Numbers refresh automatically.

Configuration Error banner

If OpenClaw on your VM fails to start because its config file is damaged, a red “Configuration Error Detected” banner appears at the top of the page. The recommended fix is the Reset OpenClaw button in Danger Zone below it.

Danger Zone

The right-hand Danger Zone card has four maintenance actions. Each action’s button is disabled while another one is in progress, and most of them require the Computer to be in the Running state.

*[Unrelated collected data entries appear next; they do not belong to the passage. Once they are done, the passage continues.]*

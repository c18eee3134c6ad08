//! Request-target decomposition.
//!
//! # Rules
//! - `http://` is stripped; `https://` is stripped and switches the default port to 443
//! - The first `/` starts the path; without one the path is `/`
//! - A `:` in the authority splits host from an explicit port, which wins over the default
//!
//! No percent-decoding and no host or port validation: malformed input yields a
//! best-effort split.

const HTTP_PREFIX: &str = "http://";
const HTTPS_PREFIX: &str = "https://";

pub const DEFAULT_HTTP_PORT: &str = "80";
pub const DEFAULT_HTTPS_PORT: &str = "443";

/// Origin host, port and path extracted from a request target.
#[derive(Debug, Clone, PartialEq, Eq)]
pub struct Target {
    /// Host without any port suffix.
    pub host: String,
    /// Port as written, or the scheme default.
    pub port: String,
    /// Always starts with `/`.
    pub path: String,
}

impl Target {
    /// Split a raw request target into host, port and path.
    pub fn parse(raw: &str) -> Self {
        let (rest, default_port) = if let Some(rest) = raw.strip_prefix(HTTP_PREFIX) {
            (rest, DEFAULT_HTTP_PORT)
        } else if let Some(rest) = raw.strip_prefix(HTTPS_PREFIX) {
            (rest, DEFAULT_HTTPS_PORT)
        } else {
            (raw, DEFAULT_HTTP_PORT)
        };

        let (authority, path) = match rest.find('/') {
            Some(idx) => rest.split_at(idx),
            None => (rest, "/"),
        };

        let (host, port) = match authority.split_once(':') {
            Some((host, port)) => (host, port),
            None => (authority, default_port),
        };

        Self {
            host: host.to_string(),
            port: port.to_string(),
            path: path.to_string(),
        }
    }

    /// `host:port` form for dialing and logging.
    pub fn authority(&self) -> String {
        format!("{}:{}", self.host, self.port)
    }
}

impl std::fmt::Display for Target {
    fn fmt(&self, f: &mut std::fmt::Formatter<'_>) -> std::fmt::Result {
        write!(f, "{}:{}{}", self.host, self.port, self.path)
    }
}
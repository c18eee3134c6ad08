//! Forwarding HTTP/1.0 Proxy Library

pub mod config;
pub mod error;
pub mod http;
pub mod lifecycle;
pub mod net;
pub mod observability;
pub mod proxy;

pub use config::schema::ProxyConfig;
pub use error::ProxyError;
pub use lifecycle::Shutdown;
pub use proxy::ProxyServer;
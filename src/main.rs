//! Forwarding HTTP Proxy
//!
//! # Architecture Overview
//!
//! ```text
//!     Client                          FORWARD PROXY                         Origin
//!   ──────────▶ ┌──────────┐   ┌─────────────────────────────┐   ┌───────────┐ ──────────▶
//!   GET http:// │ listener │──▶│ handler: request line,      │──▶│ connector │  GET /path
//!   host/path   │ (bounded)│   │ method, target, headers     │   │ forwarder │  HTTP/1.0
//!               └──────────┘   └─────────────────────────────┘   └─────┬─────┘
//!   ◀──────────────────────────────── relay (headers, then raw bytes) ◀┘ ◀──────────
//! ```
//!
//! One task per accepted connection. Tasks share nothing but the read-only
//! configuration; a failure in one never reaches another or the accept loop.

use std::net::SocketAddr;
use std::path::PathBuf;

use clap::Parser;

use forward_proxy::config::{load_config, ProxyConfig};
use forward_proxy::lifecycle::{signals, Shutdown};
use forward_proxy::net::Listener;
use forward_proxy::observability::{logging, metrics};
use forward_proxy::ProxyServer;

#[derive(Parser)]
#[command(name = "forward-proxy", version)]
#[command(about = "Forwarding HTTP/1.0 proxy", long_about = None)]
struct Cli {
    /// Port to listen on
    port: u16,

    /// Optional TOML configuration file
    #[arg(short, long)]
    config: Option<PathBuf>,
}

fn parse_cli() -> Cli {
    Cli::try_parse().unwrap_or_else(|e| {
        // Help and version go to stdout with status 0; everything else is a
        // usage error with status 1.
        let code = if e.use_stderr() { 1 } else { 0 };
        let _ = e.print();
        std::process::exit(code);
    })
}

#[tokio::main]
async fn main() -> Result<(), Box<dyn std::error::Error>> {
    let cli = parse_cli();

    let mut config = match &cli.config {
        Some(path) => load_config(path)?,
        None => ProxyConfig::default(),
    };
    config.listener.port = cli.port;

    logging::init(&config.observability);

    tracing::info!("forward-proxy v{} starting", env!("CARGO_PKG_VERSION"));
    tracing::info!(
        bind_address = %config.listener.bind_address(),
        max_connections = config.listener.max_connections,
        config_file = ?cli.config,
        "Configuration loaded"
    );

    if config.observability.metrics_enabled {
        match config.observability.metrics_address.parse::<SocketAddr>() {
            Ok(addr) => {
                if let Err(e) = metrics::init_metrics(addr) {
                    tracing::error!(error = %e, "Failed to start metrics endpoint");
                }
            }
            Err(_) => tracing::error!(
                metrics_address = %config.observability.metrics_address,
                "Failed to parse metrics address"
            ),
        }
    }

    let listener = Listener::bind(&config.listener).await?;

    let shutdown = Shutdown::new();
    signals::spawn_signal_listener(&shutdown);

    ProxyServer::new(config).run(listener, shutdown).await;

    tracing::info!("Shutdown complete");
    Ok(())
}
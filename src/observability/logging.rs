//! Structured logging.
//!
//! # Responsibilities
//! - Initialize the tracing subscriber
//! - Configure log level from config, overridable by `RUST_LOG`

use tracing_subscriber::{layer::SubscriberExt, util::SubscriberInitExt, EnvFilter};

use crate::config::ObservabilityConfig;

/// Directive used when `RUST_LOG` is unset.
pub fn default_directive(config: &ObservabilityConfig) -> String {
    format!("forward_proxy={}", config.log_level)
}

/// Install the global subscriber. Call once, before anything logs.
pub fn init(config: &ObservabilityConfig) {
    tracing_subscriber::registry()
        .with(EnvFilter::try_from_default_env().unwrap_or_else(|_| default_directive(config).into()))
        .with(tracing_subscriber::fmt::layer().with_target(false))
        .init();
}
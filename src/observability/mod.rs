//! Observability subsystem.
//!
//! # Data Flow
//! ```text
//! Acceptor and connection tasks produce:
//!     → logging.rs (structured events, one span per connection)
//!     → metrics.rs (counters, gauges)
//!
//! Consumers:
//!     → stdout
//!     → Prometheus scrape endpoint (optional)
//! ```

pub mod logging;
pub mod metrics;
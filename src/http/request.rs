//! Request line parsing.
//!
//! # Responsibilities
//! - Split `METHOD SP target SP version` into its parts
//! - Decide whether the method is one the proxy forwards
//!
//! # Design Decisions
//! - Tokens are whitespace separated; extra tokens are ignored
//! - Method matching is ASCII case-insensitive

use crate::error::ProxyError;
use crate::http::line::trim_line_end;

/// Methods the proxy forwards to an origin.
#[derive(Debug, Clone, Copy, PartialEq, Eq)]
pub enum Method {
    Get,
    Head,
}

impl Method {
    /// Canonical upper-case token.
    pub fn as_str(&self) -> &'static str {
        match self {
            Method::Get => "GET",
            Method::Head => "HEAD",
        }
    }
}

impl std::str::FromStr for Method {
    type Err = ProxyError;

    fn from_str(s: &str) -> Result<Self, Self::Err> {
        if s.eq_ignore_ascii_case("GET") {
            Ok(Method::Get)
        } else if s.eq_ignore_ascii_case("HEAD") {
            Ok(Method::Head)
        } else {
            Err(ProxyError::UnsupportedMethod(s.to_string()))
        }
    }
}

impl std::fmt::Display for Method {
    fn fmt(&self, f: &mut std::fmt::Formatter<'_>) -> std::fmt::Result {
        f.write_str(self.as_str())
    }
}

/// The three parts of a request line, method not yet validated.
#[derive(Debug, Clone, PartialEq, Eq)]
pub struct RequestLine {
    pub method: String,
    pub target: String,
    pub version: String,
}

impl RequestLine {
    /// Parse a raw request line (terminator optional).
    pub fn parse(line: &[u8]) -> Result<Self, ProxyError> {
        let text = String::from_utf8_lossy(trim_line_end(line));
        let mut tokens = text.split_whitespace();
        match (tokens.next(), tokens.next(), tokens.next()) {
            (Some(method), Some(target), Some(version)) => Ok(Self {
                method: method.to_string(),
                target: target.to_string(),
                version: version.to_string(),
            }),
            _ => Err(ProxyError::MalformedRequestLine(text.into_owned())),
        }
    }

    /// Validate the method against the forwardable set.
    pub fn method(&self) -> Result<Method, ProxyError> {
        self.method.parse()
    }
}
//! Metrics collection and exposition.
//!
//! # Metrics
//! - `proxy_connections_accepted_total` (counter)
//! - `proxy_active_connections` (gauge)
//! - `proxy_requests_total` (counter): by outcome
//! - `proxy_relayed_bytes_total` (counter): origin bytes written to clients
//!
//! Without an installed recorder every call is a no-op.

use std::net::SocketAddr;

use metrics_exporter_prometheus::{BuildError, PrometheusBuilder};

/// Start the Prometheus scrape endpoint on `addr`.
pub fn init_metrics(addr: SocketAddr) -> Result<(), BuildError> {
    PrometheusBuilder::new().with_http_listener(addr).install()?;
    tracing::info!(address = %addr, "Metrics endpoint listening");
    Ok(())
}

pub fn record_accept() {
    metrics::counter!("proxy_connections_accepted_total").increment(1);
}

pub fn set_active_connections(count: u64) {
    metrics::gauge!("proxy_active_connections").set(count as f64);
}

/// Count one finished connection by how it ended.
pub fn record_request(outcome: &'static str) {
    metrics::counter!("proxy_requests_total", "outcome" => outcome).increment(1);
}

pub fn record_relayed_bytes(bytes: u64) {
    metrics::counter!("proxy_relayed_bytes_total").increment(bytes);
}
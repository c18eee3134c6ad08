//! Per-connection request handling.
//!
//! # Steps
//! 1. Read the request line (client gone before it → silent close)
//! 2. Validate the method (anything but GET/HEAD → 501, no origin dial)
//! 3. Parse the target URL
//! 4. Read and filter the request headers
//! 5. Connect to the origin (failure → 404 naming the host)
//! 6. Forward the rewritten request
//! 7. Relay the response
//! 8. Close both sockets on every path
//!
//! Nothing here is shared with other connections except the read-only config.

use std::sync::Arc;

use tokio::io::{AsyncBufRead, AsyncRead, AsyncWrite, AsyncWriteExt, BufReader};

use crate::config::ProxyConfig;
use crate::error::{LineKind, ProxyError};
use crate::http::line::{self, ReadLine};
use crate::http::{error, headers, Method, RequestLine, Target};
use crate::observability::metrics;
use crate::proxy::connector::OriginConnector;
use crate::proxy::forwarder::RequestForwarder;
use crate::proxy::relay::{RelayStats, ResponseRelay};

/// How a connection ended without error.
#[derive(Debug, Clone, PartialEq, Eq)]
pub enum Exchange {
    /// The client closed before sending a request line.
    ClientClosed,
    /// The origin response was relayed until the origin closed.
    Relayed {
        method: Method,
        target: Target,
        stats: RelayStats,
    },
}

impl Exchange {
    fn outcome(&self) -> &'static str {
        match self {
            Exchange::ClientClosed => "client_closed",
            Exchange::Relayed { .. } => "relayed",
        }
    }
}

/// Runs the proxy pipeline for one client connection.
pub struct ConnectionHandler<C> {
    config: Arc<ProxyConfig>,
    forwarder: RequestForwarder,
    connector: C,
}

impl<C: OriginConnector> ConnectionHandler<C> {
    pub fn new(config: Arc<ProxyConfig>, connector: C) -> Self {
        let forwarder = RequestForwarder::new(&config.forwarding);
        Self {
            config,
            forwarder,
            connector,
        }
    }

    /// Handle one client connection to completion.
    ///
    /// Failures detected before the relay are answered with an error response.
    /// The client stream is shut down and dropped before this returns.
    pub async fn handle<S>(&self, client: S) -> Result<Exchange, ProxyError>
    where
        S: AsyncRead + AsyncWrite + Unpin,
    {
        let (read_half, mut write_half) = tokio::io::split(client);
        let mut reader = BufReader::new(read_half);

        let result = self.exchange(&mut reader, &mut write_half).await;

        match &result {
            Ok(exchange) => {
                if let Exchange::Relayed { stats, .. } = exchange {
                    tracing::debug!(
                        header_bytes = stats.header_bytes,
                        body_bytes = stats.body_bytes,
                        headers_complete = stats.headers_complete,
                        "Relay complete"
                    );
                    metrics::record_relayed_bytes(stats.total());
                }
                metrics::record_request(exchange.outcome());
            }
            Err(err) => {
                if let Some(report) = err.client_report() {
                    tracing::warn!(status = report.status.code, error = %err, "Rejecting request");
                    if let Err(e) = error::write_error(&mut write_half, &report).await {
                        tracing::debug!(error = %e, "Could not deliver error response");
                    }
                } else {
                    tracing::warn!(error = %err, "Connection failed");
                }
                metrics::record_request(err.outcome());
            }
        }

        if let Err(e) = write_half.shutdown().await {
            tracing::trace!(error = %e, "Client shutdown failed");
        }
        result
    }

    async fn exchange<R, W>(&self, reader: &mut R, writer: &mut W) -> Result<Exchange, ProxyError>
    where
        R: AsyncBufRead + Unpin,
        W: AsyncWrite + Unpin,
    {
        let limits = &self.config.limits;

        let mut buf = Vec::with_capacity(256);
        match line::read_line(reader, &mut buf, limits.max_line_bytes).await? {
            ReadLine::Eof => {
                tracing::debug!("Client closed before sending a request");
                return Ok(Exchange::ClientClosed);
            }
            ReadLine::TooLong => {
                return Err(ProxyError::LineTooLong {
                    kind: LineKind::RequestLine,
                    limit: limits.max_line_bytes,
                })
            }
            ReadLine::Line => {}
        }

        let request_line = RequestLine::parse(&buf)?;
        let method = match request_line.method() {
            Ok(method) => method,
            Err(err) => {
                // Consume the rest of the request head before answering, so
                // closing with unread input does not reset the connection.
                let _ = headers::read_headers(reader, limits).await;
                return Err(err);
            }
        };
        let target = Target::parse(&request_line.target);
        tracing::debug!(
            method = %method,
            version = %request_line.version,
            host = %target.host,
            port = %target.port,
            path = %target.path,
            "Parsed request"
        );

        let header_block = headers::read_headers(reader, limits).await?;

        let mut origin = self.connector.connect(&target).await?;
        let request = self.forwarder.compose(&target, &header_block);
        self.forwarder.send(&mut origin, &request).await?;
        tracing::debug!(
            origin = %target.authority(),
            forwarded_headers = header_block.len(),
            "Request forwarded"
        );

        let mut origin = BufReader::new(origin);
        let stats = ResponseRelay::new()
            .run(&mut origin, writer)
            .await?;

        Ok(Exchange::Relayed {
            method,
            target,
            stats,
        })
    }
}
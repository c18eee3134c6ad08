//! Synthesized HTTP error responses.
//!
//! Always `HTTP/1.0`, `Content-type: text/html` and a `Content-length`
//! matching the body's byte length.

use tokio::io::{AsyncWrite, AsyncWriteExt};

use crate::error::ClientReport;

/// Status code plus the short message used on the status line.
#[derive(Debug, Clone, Copy, PartialEq, Eq)]
pub struct Status {
    pub code: u16,
    pub reason: &'static str,
}

impl Status {
    pub const BAD_REQUEST: Status = Status { code: 400, reason: "Bad request" };
    pub const NOT_FOUND: Status = Status { code: 404, reason: "Not found" };
    pub const URI_TOO_LONG: Status = Status { code: 414, reason: "URI too long" };
    pub const HEADER_FIELDS_TOO_LARGE: Status = Status {
        code: 431,
        reason: "Request header fields too large",
    };
    pub const NOT_IMPLEMENTED: Status = Status { code: 501, reason: "Not implemented" };
}

impl std::fmt::Display for Status {
    fn fmt(&self, f: &mut std::fmt::Formatter<'_>) -> std::fmt::Result {
        write!(f, "{} {}", self.code, self.reason)
    }
}

/// Render the full error response (status line, headers, HTML body).
pub fn render(report: &ClientReport) -> Vec<u8> {
    let status = report.status;
    let body = format!(
        "<html><title>Proxy Error</title><body bgcolor=\"ffffff\">\r\n\
         {}: {}\r\n\
         <p>{}: {}\r\n\
         <hr><em>forward-proxy</em>\r\n",
        status.code,
        status.reason,
        report.long_message,
        escape_html(&report.cause),
    );

    let mut response = format!(
        "HTTP/1.0 {} {}\r\nContent-type: text/html\r\nContent-length: {}\r\n\r\n",
        status.code,
        status.reason,
        body.len()
    )
    .into_bytes();
    response.extend_from_slice(body.as_bytes());
    response
}

/// Send the error response for `report` to the client.
pub async fn write_error<W>(writer: &mut W, report: &ClientReport) -> std::io::Result<()>
where
    W: AsyncWrite + Unpin,
{
    writer.write_all(&render(report)).await?;
    writer.flush().await
}

// The cause echoes client input back into HTML.
fn escape_html(s: &str) -> String {
    let mut out = String::with_capacity(s.len());
    for c in s.chars() {
        match c {
            '<' => out.push_str("&lt;"),
            '>' => out.push_str("&gt;"),
            '&' => out.push_str("&amp;"),
            '"' => out.push_str("&quot;"),
            _ => out.push(c),
        }
    }
    out
}

#[cfg(test)]
mod tests {
    use super::*;

    fn report(status: Status, cause: &str) -> ClientReport {
        ClientReport {
            status,
            cause: cause.to_string(),
            long_message: "Proxy couldn't connect to the server",
        }
    }

    fn split(response: &[u8]) -> (String, String) {
        let text = String::from_utf8(response.to_vec()).unwrap();
        let (head, body) = text.split_once("\r\n\r\n").unwrap();
        (head.to_string(), body.to_string())
    }

    #[test]
    fn status_line_and_length_match_body() {
        let response = render(&report(Status::NOT_FOUND, "origin.invalid"));
        let (head, body) = split(&response);

        let mut lines = head.lines();
        assert_eq!(lines.next(), Some("HTTP/1.0 404 Not found"));
        assert_eq!(lines.next(), Some("Content-type: text/html"));
        assert_eq!(lines.next(), Some(format!("Content-length: {}", body.len()).as_str()));
        assert!(body.contains("404: Not found"));
        assert!(body.contains("Proxy couldn't connect to the server: origin.invalid"));
    }

    #[test]
    fn not_implemented_status_line() {
        let response = render(&report(Status::NOT_IMPLEMENTED, "POST"));
        assert!(response.starts_with(b"HTTP/1.0 501 Not implemented\r\n"));
    }

    #[test]
    fn cause_is_escaped() {
        let response = render(&report(Status::BAD_REQUEST, "<script>"));
        let (_, body) = split(&response);
        assert!(body.contains("&lt;script&gt;"));
        assert!(!body.contains("<script>"));
    }

    #[tokio::test]
    async fn writes_whole_response() {
        let mut out = Vec::new();
        let r = report(Status::NOT_IMPLEMENTED, "PUT");
        write_error(&mut out, &r).await.unwrap();
        assert_eq!(out, render(&r));
    }
}
//! Configuration loading from disk.

use std::fs;
use std::path::Path;

use crate::config::schema::ProxyConfig;
use crate::config::validation::{validate_config, ValidationError};

/// Error type for configuration loading.
#[derive(Debug, thiserror::Error)]
pub enum ConfigError {
    #[error("IO error: {0}")]
    Io(#[from] std::io::Error),

    #[error("Parse error: {0}")]
    Parse(#[from] toml::de::Error),

    #[error("Validation failed: {}", join(.0))]
    Validation(Vec<ValidationError>),
}

fn join(errors: &[ValidationError]) -> String {
    errors
        .iter()
        .map(ToString::to_string)
        .collect::<Vec<_>>()
        .join(", ")
}

/// Load and validate configuration from a TOML file.
pub fn load_config(path: &Path) -> Result<ProxyConfig, ConfigError> {
    let content = fs::read_to_string(path)?;
    parse_config(&content)
}

/// Parse and validate configuration from TOML text.
pub fn parse_config(content: &str) -> Result<ProxyConfig, ConfigError> {
    let config: ProxyConfig = toml::from_str(content)?;
    validate_config(&config).map_err(ConfigError::Validation)?;
    Ok(config)
}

Every action pops a confirmation dialog first. The two most destructive ones (Reinstall and Force Reinstall) also require you to type a keyword to confirm:

ActionKeyword
Reinstallreinstall
Force Reinstallerase

1. Start / Restart

  • Shown as Start when the VM is stopped, Restart otherwise.
  • Restart: gracefully reboots the VM. Running processes are stopped cleanly. Takes 1–2 minutes to come back.
  • Start: only visible for a stopped VM. Boots the Computer back up. Useful after a subscription was reactivated or after the VM was manually stopped.

2. Reset OpenClaw

  • Resets only the OpenClaw configuration to factory defaults.
  • Does not affect your files, installed packages, or data on the data disk.
  • A backup of the previous config is automatically saved under Computer → OpenClaw Config → Auto Backups, so this is reversible.
  • Use this when the Configuration Error banner appears, or when you want to start fresh with OpenClaw without losing files.

3. Reinstall

  • Reinstalls the system image on your VM — OS, pre-installed software and the OpenClaw runtime are replaced with the latest version.
  • Data disk is preserved: files under your home directory and data volumes survive.
  • Takes several minutes; the status shows Resetting… the whole time.
  • Only available on VMs created with a data disk. Older VMs see a dialog explaining they must use Force Reinstall instead.
  • You must type reinstall to confirm.

4. Force Reinstall

  • All data is permanently lost. Files, configs, installed packages — gone. This cannot be undone.
  • Use only when:
    • Reinstall is unavailable (old VM without a data disk), or
    • The data disk itself is corrupted beyond repair.
  • You must type erase to confirm.

Which action should I use?

Something's off with OpenClaw? ├── Just the config misbehaving → Reset OpenClaw ├── VM itself acting weird → Restart ├── Need a newer image, keep files → Reinstall └── Totally nuke and start over → Force Reinstall

Terminal

The Terminal card at the bottom opens a SSH shell on your Computer directly in the browser.

  • It connects over a secure WebSocket tunnel through OpenClaw Gateway; no credentials are needed.
  • Click the fullscreen icon (top-right of the terminal) to expand. Press Ctrl + Escape to exit fullscreen.
  • The terminal supports:
    • Copy/paste (standard terminal shortcuts)
    • Resizing — panel size auto-fits
    • Mobile long-press for context menu
  • If the connection drops, click Reconnect to re-establish it.

Use the terminal for anything you’d normally do over SSH: inspecting logs, installing packages, running scripts, etc.